Basándome en ese plato, la lasaña, he preparado unos canelones, he variado el relleno, pero quería utilizar la pasta wonton ligeramente escaldada, me dejó cautivada. El resultado ha sido una delicia de canelones, que a pesar de estar bien rellenos, no se hacen nada pesados, la ligereza de la masa tiene parte de culpa. Y deben estar súper rellenos para que la masa al ser fina no quede arrugada y con sensación de estar medio vacíos, y es verdad, me di cuenta nada más hacer el primero.

Los ingredientes:

- Sofrito: ½ zanahoria + ½ chirivía + 1 puerro + 5 champis + sal + pimienta
- 1 lata de foigras de pato de 200g
- 2 salchichas frescas de cerdo
- 100g de carne de ternera
- 200ml de nata líquida
- 1 cuchara de harina
- Pasta wonton

El sofrito sencillo. Todos los ingredientes bien picados y bien sofritos.

Añado la carne picada, la carne de las salchichas, y el foigras, dejé que se hiciera todo junto hasta que la carne estaba bien hecha.

Llegado este punto, incorporo la harina, unas vueltas para que también tenga su tiempo de cocción y la nata líquida. Remuevo y mezclo bien, que cueza junto unos minutos más.

Se puede utilizar tal cual, pero como la masa de wonton es tan fina y delicada pensé que sería mejor triturar un poco todo el relleno, y eso hice. Todo a una manga pastelera en la que coloco una boquilla hermosa.

En un cazo amplio con agua hirviendo y unas gotas de aceite, dejo caer las placas de masa de dos en dos, y en unos segundos está lista, las retiro y las paso a otro recipiente con agua con hielo. Repito esto con todas las placas que necesito.

Solo queda el montaje.

Paño de cocina impoluto. Placas de wonton escaldadas encima para que pierdan el exceso de agua. Corto la punta de la manga pastelera y a rellenar canelones.

En el fondo de una bandeja de horno una capa de mantequilla blanda y otra de compota de manzana, encima los canelones. Como no necesitan apenas cocción basta un ratito de horno para que simplemente se calienten.
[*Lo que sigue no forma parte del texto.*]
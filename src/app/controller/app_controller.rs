use std::future::Future;
use std::path::PathBuf;
use std::sync::Arc;
use std::time::{Duration, Instant};

use tokio::runtime::Handle;
use tokio::sync::mpsc::{self, error::TryRecvError, Receiver, Sender};
use tracing::{debug, error, info, warn};

use crate::app::controller::chat_flow;
use crate::app::controller::dashboard_state::DashboardState;
use crate::app::controller::upload_flow::UploadTracker;
use crate::common::{BoundingBox, ChatMessage, DetectionEvent};
use crate::config::Settings;
use crate::error::{AppError, MediaError, NetworkError};
use crate::network::{HttpKnowledgeBase, HttpVideoProcessor, KnowledgeBase, VideoProcessor};
use crate::overlay::FrameSize;
use crate::playback::{
    ClockMedia, FfprobeProbe, MediaProbe, MediaSurface, PlaybackPhase, PlaybackState,
    PlaybackSynchronizer, SyncRequest, VideoInfo,
};

const UPDATE_BUFFER_SIZE: usize = 100;

/// Results of background work, applied on the UI thread.
#[derive(Debug)]
pub enum UiUpdate {
    ProcessingFinished {
        seq: u64,
        result: Result<Vec<DetectionEvent>, NetworkError>,
    },
    MediaProbed {
        seq: u64,
        result: Result<VideoInfo, MediaError>,
    },
    AssistantReplied(ChatMessage),
}

pub struct AppController {
    state: DashboardState,
    uploads: UploadTracker,
    media: Box<dyn MediaSurface>,
    sync: PlaybackSynchronizer,
    processor: Arc<dyn VideoProcessor>,
    knowledge_base: Arc<dyn KnowledgeBase>,
    probe: Arc<dyn MediaProbe>,
    runtime: Handle,
    repaint: Option<egui::Context>,
    update_tx: Sender<UiUpdate>,
    update_rx: Receiver<UiUpdate>,
}

impl AppController {
    pub fn builder() -> AppControllerBuilder {
        AppControllerBuilder::new()
    }

    pub fn state(&self) -> &DashboardState {
        &self.state
    }

    pub fn playback(&self) -> PlaybackState {
        self.sync.state()
    }

    pub fn phase(&self) -> PlaybackPhase {
        self.sync.phase()
    }

    pub fn has_source(&self) -> bool {
        self.media.source().is_some()
    }

    pub fn intrinsic_size(&self) -> Option<FrameSize> {
        self.media.intrinsic_size()
    }

    /// The box to paint over the feed right now, if any.
    pub fn overlay_box(&self) -> Option<BoundingBox> {
        self.sync
            .overlay_box(self.state.selected.as_ref(), self.media.intrinsic_size())
    }

    /// A new video was chosen: reset the session's view of it and send it off
    /// for processing.
    pub fn select_file(&mut self, path: PathBuf) {
        if self.state.is_processing {
            warn!("New upload supersedes the one still in flight");
        }
        let seq = self.uploads.begin(&mut self.state);
        let request = self.sync.on_new_source();
        self.apply_sync_request(request);
        self.media.load(path.clone());
        info!("Selected {} (upload {})", path.display(), seq);

        let processor = Arc::clone(&self.processor);
        let upload_path = path.clone();
        self.spawn_update(async move {
            let result = processor.process_video(&upload_path).await;
            UiUpdate::ProcessingFinished { seq, result }
        });

        let probe = Arc::clone(&self.probe);
        self.spawn_update(async move {
            let result = probe.probe(&path).await;
            UiUpdate::MediaProbed { seq, result }
        });
    }

    /// Returns false when there was nothing to send.
    pub fn submit_question(&mut self, text: &str) -> bool {
        let question = text.trim();
        if question.is_empty() {
            return false;
        }
        self.state.messages.push(ChatMessage::operator(question));

        let knowledge_base = Arc::clone(&self.knowledge_base);
        let question = question.to_string();
        self.spawn_update(async move {
            UiUpdate::AssistantReplied(chat_flow::answer(knowledge_base.as_ref(), &question).await)
        });
        true
    }

    pub fn select_detection(&mut self, index: usize, now: Instant) -> bool {
        let Some(event) = self.state.select(index).cloned() else {
            warn!("No detection at position {}", index);
            return false;
        };
        self.sync.on_event_selected(&event, &mut *self.media, now);
        true
    }

    pub fn toggle_playback(&mut self, now: Instant) {
        if !self.has_source() {
            return;
        }
        if self.media.is_paused() {
            self.media.play(now);
        } else {
            self.media.pause(now);
        }
    }

    /// One UI frame: apply finished background work, advance playback and
    /// fire any redraw that has come due.
    pub fn tick(&mut self, now: Instant) {
        loop {
            match self.update_rx.try_recv() {
                Ok(update) => self.apply_update(update),
                Err(TryRecvError::Empty) => break,
                Err(TryRecvError::Disconnected) => {
                    error!("UI update channel disconnected");
                    break;
                }
            }
        }

        self.media.advance(now);
        self.dispatch_media_events();

        if self.sync.take_due_redraw(now) {
            self.redraw();
        }
    }

    /// Waits for the next background result and applies it.
    pub async fn wait_for_update(&mut self) -> bool {
        match self.update_rx.recv().await {
            Some(update) => {
                self.apply_update(update);
                self.dispatch_media_events();
                true
            }
            None => false,
        }
    }

    /// True while work is scheduled that will change what is on screen.
    pub fn needs_frequent_repaint(&self) -> bool {
        self.sync.state().is_playing || self.sync.redraw_pending() || self.state.is_processing
    }

    fn apply_update(&mut self, update: UiUpdate) {
        match update {
            UiUpdate::ProcessingFinished { seq, result } => {
                self.uploads.finish(&mut self.state, seq, result);
            }
            UiUpdate::MediaProbed { seq, result } => {
                if !self.uploads.is_current(seq) {
                    debug!("Discarding metadata of superseded upload {}", seq);
                    return;
                }
                match result {
                    Ok(info) => self.media.set_metadata(info),
                    Err(e) => warn!("Could not read video metadata: {}", e),
                }
            }
            UiUpdate::AssistantReplied(message) => {
                self.state.messages.push(message);
            }
        }
    }

    fn dispatch_media_events(&mut self) {
        for event in self.media.take_events() {
            if let Some(request) = self.sync.on_media_event(event) {
                self.apply_sync_request(request);
            }
        }
    }

    fn apply_sync_request(&mut self, request: SyncRequest) {
        match request {
            SyncRequest::ClearSelection => {
                self.state.clear_selection();
                self.redraw();
            }
            SyncRequest::Redraw => self.redraw(),
        }
    }

    fn redraw(&mut self) {
        self.sync
            .redraw(self.state.selected.as_ref(), self.media.intrinsic_size());
    }

    fn spawn_update<F>(&self, work: F)
    where
        F: Future<Output = UiUpdate> + Send + 'static,
    {
        let update_tx = self.update_tx.clone();
        let repaint = self.repaint.clone();
        self.runtime.spawn(async move {
            let update = work.await;
            if let Err(e) = update_tx.send(update).await {
                error!("Error sending UI update: {}", e);
            }
            if let Some(ctx) = repaint {
                ctx.request_repaint();
            }
        });
    }
}

pub struct AppControllerBuilder {
    processor: Option<Arc<dyn VideoProcessor>>,
    knowledge_base: Option<Arc<dyn KnowledgeBase>>,
    probe: Option<Arc<dyn MediaProbe>>,
    media: Option<Box<dyn MediaSurface>>,
    runtime: Option<Handle>,
    repaint: Option<egui::Context>,
    redraw_delay: Duration,
}

impl Default for AppControllerBuilder {
    fn default() -> Self {
        Self::new()
    }
}

impl AppControllerBuilder {
    pub fn new() -> Self {
        Self {
            processor: None,
            knowledge_base: None,
            probe: None,
            media: None,
            runtime: None,
            repaint: None,
            redraw_delay: Duration::from_millis(100),
        }
    }

    /// HTTP collaborators and timings taken from the settings.
    pub fn from_settings(settings: &Settings) -> Result<Self, AppError> {
        Ok(Self::new()
            .processor(Arc::new(HttpVideoProcessor::new(&settings.processing)?))
            .knowledge_base(Arc::new(HttpKnowledgeBase::new(&settings.assistant)?))
            .redraw_delay(settings.overlay.redraw_delay()))
    }

    pub fn processor(mut self, processor: Arc<dyn VideoProcessor>) -> Self {
        self.processor = Some(processor);
        self
    }

    pub fn knowledge_base(mut self, knowledge_base: Arc<dyn KnowledgeBase>) -> Self {
        self.knowledge_base = Some(knowledge_base);
        self
    }

    // Defaults to ffprobe on PATH.
    pub fn probe(mut self, probe: Arc<dyn MediaProbe>) -> Self {
        self.probe = Some(probe);
        self
    }

    // Defaults to a wall-clock surface.
    pub fn media(mut self, media: Box<dyn MediaSurface>) -> Self {
        self.media = Some(media);
        self
    }

    // Defaults to the runtime the builder is called from.
    pub fn runtime(mut self, runtime: Handle) -> Self {
        self.runtime = Some(runtime);
        self
    }

    /// Woken whenever background work finishes.
    pub fn repaint_context(mut self, ctx: egui::Context) -> Self {
        self.repaint = Some(ctx);
        self
    }

    pub fn redraw_delay(mut self, redraw_delay: Duration) -> Self {
        self.redraw_delay = redraw_delay;
        self
    }

    pub fn build(self) -> Result<AppController, AppError> {
        let processor = self
            .processor
            .ok_or(AppError::Controller("Video processor not set".to_string()))?;
        let knowledge_base = self
            .knowledge_base
            .ok_or(AppError::Controller("Knowledge base not set".to_string()))?;
        let runtime = match self.runtime {
            Some(runtime) => runtime,
            None => Handle::try_current().map_err(|e| AppError::Controller(e.to_string()))?,
        };
        let (update_tx, update_rx) = mpsc::channel(UPDATE_BUFFER_SIZE);

        Ok(AppController {
            state: DashboardState::new(),
            uploads: UploadTracker::new(),
            media: self
                .media
                .unwrap_or_else(|| Box::new(ClockMedia::new()) as Box<dyn MediaSurface>),
            sync: PlaybackSynchronizer::new(self.redraw_delay),
            processor,
            knowledge_base,
            probe: self
                .probe
                .unwrap_or_else(|| Arc::new(FfprobeProbe::new()) as Arc<dyn MediaProbe>),
            runtime,
            repaint: self.repaint,
            update_tx,
            update_rx,
        })
    }
}
use std::str::FromStr;
use std::time::Duration;

use config::{Config, Environment, File};
use serde::{Deserialize, Serialize};
use tracing::Level;

use crate::error::AppError;

const CONFIG_FILE: &str = "rescue_vision";
const ENV_PREFIX: &str = "RESCUE_VISION";

#[derive(Debug, Clone, Serialize, Deserialize)]
pub struct Settings {
    pub processing: EndpointSettings,
    pub assistant: EndpointSettings,
    pub overlay: OverlaySettings,
    pub window: WindowSettings,
    pub logging: LoggingSettings,
}

#[derive(Debug, Clone, Serialize, Deserialize)]
pub struct EndpointSettings {
    pub url: String,
    pub timeout_secs: u64,
}

impl EndpointSettings {
    pub fn timeout(&self) -> Duration {
        Duration::from_secs(self.timeout_secs)
    }
}

#[derive(Debug, Clone, Serialize, Deserialize)]
pub struct OverlaySettings {
    pub stroke_width: f32,
    /// `#rrggbb`
    pub color: String,
    /// Delay between selecting a detection and drawing its box, so the seek can settle.
    pub redraw_delay_ms: u64,
}

impl OverlaySettings {
    pub fn redraw_delay(&self) -> Duration {
        Duration::from_millis(self.redraw_delay_ms)
    }

    pub fn rgb(&self) -> Result<[u8; 3], AppError> {
        parse_hex_color(&self.color).ok_or_else(|| AppError::InvalidSetting {
            key: "overlay.color",
            reason: format!("expected #rrggbb, got {:?}", self.color),
        })
    }
}

#[derive(Debug, Clone, Serialize, Deserialize)]
pub struct WindowSettings {
    pub title: String,
    pub width: f32,
    pub height: f32,
}

#[derive(Debug, Clone, Serialize, Deserialize)]
pub struct LoggingSettings {
    pub level: String,
}

impl LoggingSettings {
    pub fn level(&self) -> Result<Level, AppError> {
        Level::from_str(&self.level).map_err(|e| AppError::InvalidSetting {
            key: "logging.level",
            reason: e.to_string(),
        })
    }
}

impl Default for Settings {
    fn default() -> Self {
        Self {
            processing: EndpointSettings {
                url: "http://127.0.0.1:5002/api/process_video".to_string(),
                timeout_secs: 300,
            },
            assistant: EndpointSettings {
                url: "http://127.0.0.1:5001/api/query".to_string(),
                timeout_secs: 30,
            },
            overlay: OverlaySettings {
                stroke_width: 3.0,
                color: "#22d3ee".to_string(),
                redraw_delay_ms: 100,
            },
            window: WindowSettings {
                title: "RescueVision Mission Console".to_string(),
                width: 1440.0,
                height: 900.0,
            },
            logging: LoggingSettings {
                level: "info".to_string(),
            },
        }
    }
}

impl Settings {
    /// Defaults, then an optional `rescue_vision.*` file, then `RESCUE_VISION__*` variables.
    pub fn load() -> Result<Self, AppError> {
        let settings: Settings = Config::builder()
            .add_source(Config::try_from(&Settings::default())?)
            .add_source(File::with_name(CONFIG_FILE).required(false))
            .add_source(
                Environment::with_prefix(ENV_PREFIX)
                    .prefix_separator("__")
                    .separator("__")
                    .try_parsing(true),
            )
            .build()?
            .try_deserialize()?;
        settings.validate()?;
        Ok(settings)
    }

    pub fn validate(&self) -> Result<(), AppError> {
        self.overlay.rgb()?;
        self.logging.level()?;
        if self.overlay.stroke_width <= 0.0 {
            return Err(AppError::InvalidSetting {
                key: "overlay.stroke_width",
                reason: "must be positive".to_string(),
            });
        }
        Ok(())
    }
}

fn parse_hex_color(value: &str) -> Option<[u8; 3]> {
    let hex = value.strip_prefix('#')?;
    if hex.len() != 6 || !hex.is_ascii() {
        return None;
    }
    let channel = |i: usize| u8::from_str_radix(&hex[i..i + 2], 16).ok();
    Some([channel(0)?, channel(2)?, channel(4)?])
}
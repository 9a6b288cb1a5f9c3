//! Container metadata lookup through `ffprobe`.

use std::path::Path;
use std::process::Stdio;

use async_trait::async_trait;
use serde::Deserialize;
use tokio::process::Command;
use tracing::debug;

use crate::error::MediaError;

#[derive(Debug, Clone, Copy, PartialEq)]
pub struct VideoInfo {
    pub width: u32,
    pub height: u32,
    /// Seconds.
    pub duration: f64,
}

#[async_trait]
pub trait MediaProbe: Send + Sync {
    async fn probe(&self, path: &Path) -> Result<VideoInfo, MediaError>;
}

#[derive(Debug, Deserialize)]
struct FfprobeOutput {
    format: FfprobeFormat,
    streams: Vec<FfprobeStream>,
}

#[derive(Debug, Deserialize)]
struct FfprobeFormat {
    duration: Option<String>,
}

#[derive(Debug, Deserialize)]
struct FfprobeStream {
    codec_type: String,
    width: Option<u32>,
    height: Option<u32>,
    duration: Option<String>,
}

#[derive(Debug, Default, Clone)]
pub struct FfprobeProbe;

impl FfprobeProbe {
    pub fn new() -> Self {
        Self
    }
}

#[async_trait]
impl MediaProbe for FfprobeProbe {
    async fn probe(&self, path: &Path) -> Result<VideoInfo, MediaError> {
        if !tokio::fs::try_exists(path).await? {
            return Err(MediaError::FileNotFound(path.to_path_buf()));
        }

        let ffprobe = which::which("ffprobe").map_err(|_| MediaError::ProbeNotFound)?;

        let output = Command::new(ffprobe)
            .args([
                "-v",
                "quiet",
                "-print_format",
                "json",
                "-show_format",
                "-show_streams",
            ])
            .arg(path)
            .stdin(Stdio::null())
            .stdout(Stdio::piped())
            .stderr(Stdio::piped())
            .output()
            .await?;

        if !output.status.success() {
            return Err(MediaError::ProbeFailed(
                String::from_utf8_lossy(&output.stderr).trim().to_string(),
            ));
        }

        let info = parse_probe_output(&output.stdout, path)?;
        debug!(
            "Probed {}: {}x{}, {:.2}s",
            path.display(),
            info.width,
            info.height,
            info.duration
        );
        Ok(info)
    }
}

fn parse_probe_output(stdout: &[u8], path: &Path) -> Result<VideoInfo, MediaError> {
    let probe: FfprobeOutput = serde_json::from_slice(stdout)?;

    let stream = probe
        .streams
        .iter()
        .find(|s| s.codec_type == "video")
        .ok_or_else(|| MediaError::NoVideoStream(path.to_path_buf()))?;

    // Containers usually carry the duration; fall back to the stream's.
    let duration = probe
        .format
        .duration
        .as_deref()
        .or(stream.duration.as_deref())
        .and_then(|d| d.parse::<f64>().ok())
        .unwrap_or(0.0);

    Ok(VideoInfo {
        width: stream.width.unwrap_or(0),
        height: stream.height.unwrap_or(0),
        duration,
    })
}

#[cfg(test)]
mod tests {
    use super::*;

    #[test]
    fn picks_the_video_stream() {
        let json = br#"{
            "format": {"duration": "93.400000"},
            "streams": [
                {"codec_type": "audio"},
                {"codec_type": "video", "width": 3840, "height": 2160}
            ]
        }"#;
        let info = parse_probe_output(json, Path::new("drone.mp4")).unwrap();
        assert_eq!(
            info,
            VideoInfo {
                width: 3840,
                height: 2160,
                duration: 93.4
            }
        );
    }

    #[test]
    fn falls_back_to_stream_duration() {
        let json = br#"{
            "format": {},
            "streams": [{"codec_type": "video", "width": 640, "height": 480, "duration": "12.5"}]
        }"#;
        let info = parse_probe_output(json, Path::new("drone.mkv")).unwrap();
        assert_eq!(info.duration, 12.5);
    }

    #[test]
    fn audio_only_file_is_rejected() {
        let json = br#"{"format": {}, "streams": [{"codec_type": "audio"}]}"#;
        assert!(matches!(
            parse_probe_output(json, Path::new("track.m4a")),
            Err(MediaError::NoVideoStream(_))
        ));
    }

    #[tokio::test]
    async fn missing_file_is_reported() {
        let result = FfprobeProbe::new()
            .probe(Path::new("/definitely/not/here.mp4"))
            .await;
        assert!(matches!(result, Err(MediaError::FileNotFound(_))));
    }

    #[tokio::test]
    async fn existing_file_gets_past_the_existence_check() {
        let file = tempfile::Builder::new().suffix(".mp4").tempfile().unwrap();
        let result = FfprobeProbe::new().probe(file.path()).await;
        assert!(!matches!(result, Err(MediaError::FileNotFound(_))));
    }
}
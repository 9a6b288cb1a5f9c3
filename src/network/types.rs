//! Wire formats of the processing and knowledge-query services.

use serde::{Deserialize, Serialize};

use crate::common::DetectionEvent;

#[derive(Debug, Deserialize)]
pub struct ProcessVideoResponse {
    pub events: Vec<DetectionEvent>,
}

#[derive(Debug, Serialize)]
pub struct QueryRequest<'a> {
    pub question: &'a str,
}

#[derive(Debug, Deserialize)]
pub struct QueryResponse {
    pub answer_chunks: Vec<AnswerChunk>,
}

#[derive(Debug, Deserialize)]
pub struct AnswerChunk {
    pub page_content: String,
}
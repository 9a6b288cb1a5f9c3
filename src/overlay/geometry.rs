//! Maps detection boxes from source-video pixels onto a "contain"-fitted canvas.
//!
//! The video is scaled to fit the canvas while keeping its aspect ratio and is
//! centred, leaving padding bars on one axis. Everything here is pure math so it
//! can be exercised without a window.

use crate::common::BoundingBox;

#[derive(Debug, Clone, Copy, PartialEq)]
pub struct FrameSize {
    pub width: f32,
    pub height: f32,
}

impl FrameSize {
    pub fn new(width: f32, height: f32) -> Self {
        Self { width, height }
    }

    /// Both dimensions finite and strictly positive.
    pub fn is_drawable(&self) -> bool {
        self.width.is_finite() && self.height.is_finite() && self.width > 0.0 && self.height > 0.0
    }

    pub fn aspect(&self) -> f32 {
        self.width / self.height
    }
}

/// Destination rectangle, relative to the canvas origin.
#[derive(Debug, Clone, Copy, PartialEq)]
pub struct OverlayRect {
    pub left: f32,
    pub top: f32,
    pub width: f32,
    pub height: f32,
}

impl OverlayRect {
    pub fn right(&self) -> f32 {
        self.left + self.width
    }

    pub fn bottom(&self) -> f32 {
        self.top + self.height
    }

    /// Places the rectangle on screen given the canvas's top-left corner.
    pub fn to_screen(&self, canvas_origin: egui::Pos2) -> egui::Rect {
        egui::Rect::from_min_size(
            canvas_origin + egui::vec2(self.left, self.top),
            egui::vec2(self.width, self.height),
        )
    }
}

/// Where the video lands inside the canvas.
#[derive(Debug, Clone, Copy, PartialEq)]
pub struct Letterbox {
    pub render_width: f32,
    pub render_height: f32,
    pub x_offset: f32,
    pub y_offset: f32,
}

impl Letterbox {
    /// Returns `None` when either size is degenerate, so callers skip drawing.
    pub fn fit(source: FrameSize, canvas: FrameSize) -> Option<Self> {
        if !source.is_drawable() || !canvas.is_drawable() {
            return None;
        }

        let video_aspect = source.aspect();
        if video_aspect > canvas.aspect() {
            let render_height = canvas.width / video_aspect;
            Some(Self {
                render_width: canvas.width,
                render_height,
                x_offset: 0.0,
                y_offset: (canvas.height - render_height) / 2.0,
            })
        } else {
            let render_width = canvas.height * video_aspect;
            Some(Self {
                render_width,
                render_height: canvas.height,
                x_offset: (canvas.width - render_width) / 2.0,
                y_offset: 0.0,
            })
        }
    }

    pub fn render_area(&self) -> OverlayRect {
        OverlayRect {
            left: self.x_offset,
            top: self.y_offset,
            width: self.render_width,
            height: self.render_height,
        }
    }

    pub fn map(&self, source: FrameSize, bbox: &BoundingBox) -> OverlayRect {
        let scale_x = self.render_width / source.width;
        let scale_y = self.render_height / source.height;
        OverlayRect {
            left: bbox.x1 * scale_x + self.x_offset,
            top: bbox.y1 * scale_y + self.y_offset,
            width: bbox.width() * scale_x,
            height: bbox.height() * scale_y,
        }
    }
}

pub fn map_box(source: FrameSize, canvas: FrameSize, bbox: &BoundingBox) -> Option<OverlayRect> {
    Letterbox::fit(source, canvas).map(|letterbox| letterbox.map(source, bbox))
}

#[cfg(test)]
mod tests {
    use super::*;

    const EPS: f32 = 0.05;

    fn close(a: f32, b: f32) -> bool {
        (a - b).abs() < EPS
    }

    #[test]
    fn wide_video_in_square_canvas_is_letterboxed() {
        let source = FrameSize::new(1920.0, 1080.0);
        let canvas = FrameSize::new(800.0, 800.0);
        let letterbox = Letterbox::fit(source, canvas).unwrap();
        assert!(close(letterbox.render_width, 800.0));
        assert!(close(letterbox.render_height, 450.0));
        assert!(close(letterbox.x_offset, 0.0));
        assert!(close(letterbox.y_offset, 175.0));

        let rect = letterbox.map(source, &BoundingBox::new(100.0, 100.0, 300.0, 300.0));
        assert!(close(rect.left, 41.67), "left = {}", rect.left);
        assert!(close(rect.top, 216.67), "top = {}", rect.top);
        assert!(close(rect.width, 83.33), "width = {}", rect.width);
        assert!(close(rect.height, 83.33), "height = {}", rect.height);
    }

    #[test]
    fn tall_video_in_wide_canvas_is_pillarboxed() {
        let source = FrameSize::new(1080.0, 1920.0);
        let canvas = FrameSize::new(1600.0, 900.0);
        let letterbox = Letterbox::fit(source, canvas).unwrap();
        assert!(close(letterbox.render_height, 900.0));
        assert!(close(letterbox.render_width, 506.25));
        assert!(close(letterbox.x_offset, (1600.0 - 506.25) / 2.0));
        assert!(close(letterbox.y_offset, 0.0));
    }

    #[test]
    fn equal_aspect_fills_canvas() {
        let rect = map_box(
            FrameSize::new(640.0, 360.0),
            FrameSize::new(1280.0, 720.0),
            &BoundingBox::new(0.0, 0.0, 640.0, 360.0),
        )
        .unwrap();
        assert!(close(rect.left, 0.0));
        assert!(close(rect.top, 0.0));
        assert!(close(rect.width, 1280.0));
        assert!(close(rect.height, 720.0));
    }

    #[test]
    fn degenerate_sizes_produce_nothing() {
        let bbox = BoundingBox::new(0.0, 0.0, 10.0, 10.0);
        assert!(map_box(FrameSize::new(0.0, 1080.0), FrameSize::new(800.0, 800.0), &bbox).is_none());
        assert!(map_box(FrameSize::new(1920.0, 1080.0), FrameSize::new(800.0, 0.0), &bbox).is_none());
        assert!(map_box(FrameSize::new(f32::NAN, 1.0), FrameSize::new(1.0, 1.0), &bbox).is_none());
    }

    #[test]
    fn mapping_is_deterministic() {
        let source = FrameSize::new(1280.0, 720.0);
        let canvas = FrameSize::new(917.0, 533.0);
        let bbox = BoundingBox::new(12.0, 40.0, 700.0, 650.0);
        assert_eq!(map_box(source, canvas, &bbox), map_box(source, canvas, &bbox));
    }

    #[test]
    fn boxes_inside_the_frame_stay_inside_the_render_area() {
        let sources = [(1920.0, 1080.0), (1080.0, 1920.0), (640.0, 480.0), (333.0, 777.0)];
        let canvases = [(800.0, 800.0), (1600.0, 900.0), (300.0, 1200.0), (1.0, 1.0)];
        for &(sw, sh) in &sources {
            for &(cw, ch) in &canvases {
                let source = FrameSize::new(sw, sh);
                let canvas = FrameSize::new(cw, ch);
                let area = Letterbox::fit(source, canvas).unwrap().render_area();
                let boxes = [
                    BoundingBox::new(0.0, 0.0, sw, sh),
                    BoundingBox::new(sw * 0.25, sh * 0.1, sw * 0.5, sh * 0.9),
                    BoundingBox::new(sw - 1.0, sh - 1.0, sw, sh),
                ];
                for bbox in &boxes {
                    let rect = map_box(source, canvas, bbox).unwrap();
                    let tol = 1e-3 * cw.max(ch);
                    assert!(rect.left >= area.left - tol, "{rect:?} vs {area:?}");
                    assert!(rect.top >= area.top - tol, "{rect:?} vs {area:?}");
                    assert!(rect.right() <= area.right() + tol, "{rect:?} vs {area:?}");
                    assert!(rect.bottom() <= area.bottom() + tol, "{rect:?} vs {area:?}");
                }
            }
        }
    }

    #[test]
    fn screen_rect_is_offset_by_canvas_origin() {
        let rect = OverlayRect {
            left: 10.0,
            top: 20.0,
            width: 30.0,
            height: 40.0,
        };
        let screen = rect.to_screen(egui::pos2(100.0, 200.0));
        assert_eq!(screen.min, egui::pos2(110.0, 220.0));
        assert_eq!(screen.max, egui::pos2(140.0, 260.0));
    }
}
En el momento de servirlos y por encima, un poco de esa bechamel clarita y bien caliente.



Raúl también añadió, encima de la bechamel, un poco de jugo casero de carne bien reducido, algo que he copiado literalmente, pero lo mío no ha sido una reducción de jugo de carne, yo, en el momento de servirlos he añadido por encima una reducción de vino tinto(*)  para dar un poco de color a estos deliciosos canelones.

(*) Reducción de vino que he hecho en thermomix:
500 gr de vino tinto.
500 gr de azúcar.
Cáscara de 1 naranja
1 estrella de anís
Todos los ingredientes en el vaso. 35 minutos, temperatura varoma, velocidad 2 y sin cubilete para qué evapore y espese mejor.